Pero el avance de la crisis económica no parece obedecer a los designios de continuidad de las elites. Tampoco respeta o hace exclusivo el daño. La caída en picada es cierta y dolorosa, asfixiante, mortal para muchos. No podrá ya valer la insistente excusa de su proveniencia externa para mitigar heridas, preservar imagen o para rebajar las furias. Ésta es una crisis que no pasará simplemente porque la minimicen o ignoren en la televisión o la radio, porque la intente disfrazar el discurso del oficialismo. Esta crisis es la que ocasionó la elite nacional en su desventurada carrera al precipicio. Los resultados ya empiezan a cuantificarse en desempleados, en enfermos, en muertos a causa de un sistema de salud pulverizado por la corrupción, por una política suicida de contención salarial que destruyó gran parte de las redes protectoras (IMSS, ISSSTE y demás) que defendían, un tanto siquiera, la retórica popular del régimen imperante. El vendaval se lo está llevando todo, hasta las apariencias de tranquilidad, ya muy tiroteadas por lo demás. Una salida queda en pie, aunque muy tambaleante: el voto colectivo que apunte hacia el recambio de actores y de visión con aquellos que no tienen ataduras con las elites y ofrezcan, con bases creíbles, una ruta honesta para una construcción equitativa de futuro.
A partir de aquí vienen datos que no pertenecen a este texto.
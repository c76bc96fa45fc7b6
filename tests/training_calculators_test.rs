// ABOUTME: Integration tests for the workout calculators through the public Training trait
// ABOUTME: Checks distance, speed and calorie formulas for running, walking and swimming
//
// SPDX-License-Identifier: MIT OR Apache-2.0
// Copyright (c) 2025 Pierre Fitness Intelligence

#![allow(clippy::unwrap_used, clippy::expect_used, clippy::panic)]
#![allow(missing_docs)]

use workout_tracker::training::{floor_div, Running, SportsWalking, Swimming, Training, Workout};
use workout_tracker::{ErrorCode, WorkoutType};

const TOLERANCE: f64 = 1e-9;

// === Running ===

#[test]
fn test_running_distance_is_steps_times_stride() {
    for steps in [0.0, 1.0, 1234.0, 15000.0, 42195.0] {
        let running = Running::new(steps, 1.5, 70.0).unwrap();
        assert!(
            (running.distance() - steps * 0.00065).abs() < TOLERANCE,
            "distance mismatch for {steps} steps"
        );
    }
}

#[test]
fn test_running_calories_formula() {
    let running = Running::new(15000.0, 1.0, 75.0).unwrap();
    let expected = (18.0 * 9.75 - 20.0) * 75.0 / 1000.0 * 60.0;

    assert!((running.spent_calories() - expected).abs() < TOLERANCE);
    assert!((running.spent_calories() - 699.75).abs() < TOLERANCE);
}

#[test]
fn test_negative_steps_are_not_rejected() {
    let running = Running::new(-1000.0, 1.0, 75.0).unwrap();
    assert!(running.distance() < 0.0);
}

#[test]
fn test_zero_duration_is_rejected() {
    let error = Running::new(15000.0, 0.0, 75.0).unwrap_err();
    assert_eq!(error.code, ErrorCode::InvalidInput);
}

// === Sports walking ===

#[test]
fn test_walking_floor_division_drops_fractional_ratio() {
    let walking = SportsWalking::new(9000.0, 1.0, 75.0, 180.0).unwrap();
    let ratio = walking.mean_speed().powi(2) / 180.0;

    // True division would add a non-zero speed term
    assert!(ratio > 0.0 && ratio < 1.0);
    assert!((walking.spent_calories() - 0.035 * 75.0 * 60.0).abs() < TOLERANCE);
}

#[test]
fn test_walking_floor_division_matches_hand_computed_value() {
    // 30000 steps in 1 h: 19.5 km/h, 380.25 / 150 floors to 2
    let walking = SportsWalking::new(30000.0, 1.0, 60.0, 150.0).unwrap();
    let expected = (0.035 * 60.0 + 2.0 * 0.029 * 60.0) * 60.0;

    assert!((walking.mean_speed() - 19.5).abs() < TOLERANCE);
    assert!((walking.spent_calories() - expected).abs() < TOLERANCE);
}

#[test]
fn test_floor_div_is_not_truncation() {
    assert!((floor_div(-0.5, 180.0) - -1.0).abs() < f64::EPSILON);
    assert!((floor_div(0.5, 180.0) - 0.0).abs() < f64::EPSILON);
}

// === Swimming ===

#[test]
fn test_swimming_speed_uses_pool_geometry() {
    for strokes in [0.0, 720.0, 10_000.0] {
        let swimming = Swimming::new(strokes, 1.0, 80.0, 25.0, 40.0).unwrap();
        assert!((swimming.mean_speed() - 25.0 * 40.0 / 1000.0 / 1.0).abs() < TOLERANCE);
    }
}

#[test]
fn test_swimming_distance_uses_stroke_length() {
    let swimming = Swimming::new(720.0, 1.0, 80.0, 25.0, 40.0).unwrap();

    assert!((swimming.step_length_m() - 1.38).abs() < f64::EPSILON);
    assert!((swimming.distance() - 720.0 * 1.38 / 1000.0).abs() < TOLERANCE);
}

#[test]
fn test_swimming_calories() {
    let swimming = Swimming::new(720.0, 1.0, 80.0, 25.0, 40.0).unwrap();
    assert!((swimming.spent_calories() - 336.0).abs() < TOLERANCE);
}

// === Shared behavior ===

#[test]
fn test_calories_are_deterministic() {
    let workouts: [Workout; 3] = [
        Running::new(15000.0, 1.0, 75.0).unwrap().into(),
        SportsWalking::new(9000.0, 1.0, 75.0, 180.0).unwrap().into(),
        Swimming::new(720.0, 1.0, 80.0, 25.0, 40.0).unwrap().into(),
    ];

    for workout in workouts {
        assert_eq!(
            workout.spent_calories().to_bits(),
            workout.spent_calories().to_bits()
        );
        assert_eq!(workout.show_training_info(), workout.show_training_info());
    }
}

#[test]
fn test_workout_enum_delegates_overrides() {
    let swimming = Swimming::new(720.0, 1.0, 80.0, 25.0, 40.0).unwrap();
    let workout = Workout::from(swimming);

    assert_eq!(workout.workout_type(), WorkoutType::Swimming);
    assert!((workout.mean_speed() - swimming.mean_speed()).abs() < f64::EPSILON);
    assert!((workout.distance() - swimming.distance()).abs() < f64::EPSILON);
}

#[test]
fn test_record_carries_raw_duration_and_display_name() {
    let walking = SportsWalking::new(9000.0, 1.25, 75.0, 180.0).unwrap();
    let record = walking.show_training_info();

    assert_eq!(record.training_type, "SportsWalking");
    assert!((record.duration - 1.25).abs() < f64::EPSILON);
    assert!((record.speed - walking.mean_speed()).abs() < f64::EPSILON);
}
Tal recambio tendrá que buscarse por fuera de lo establecido. Es posible, y deseable, que la energía, la determinación y el empuje para la transformación se encuentren en las entrañas del pueblo. Que incuben entre aquellos segmentos que, o bien no han participado en el diseño actual del modelo ni en su tramposa operación, o han llegado, después de muchos tropiezos, angustias y penosos avatares, a la conciencia de lo necesaria, indispensable, que es su participación decidida, y organizada, para sustituir lo dañado y encontrar nuevos acomodos donde las mayorías quepan y decidan.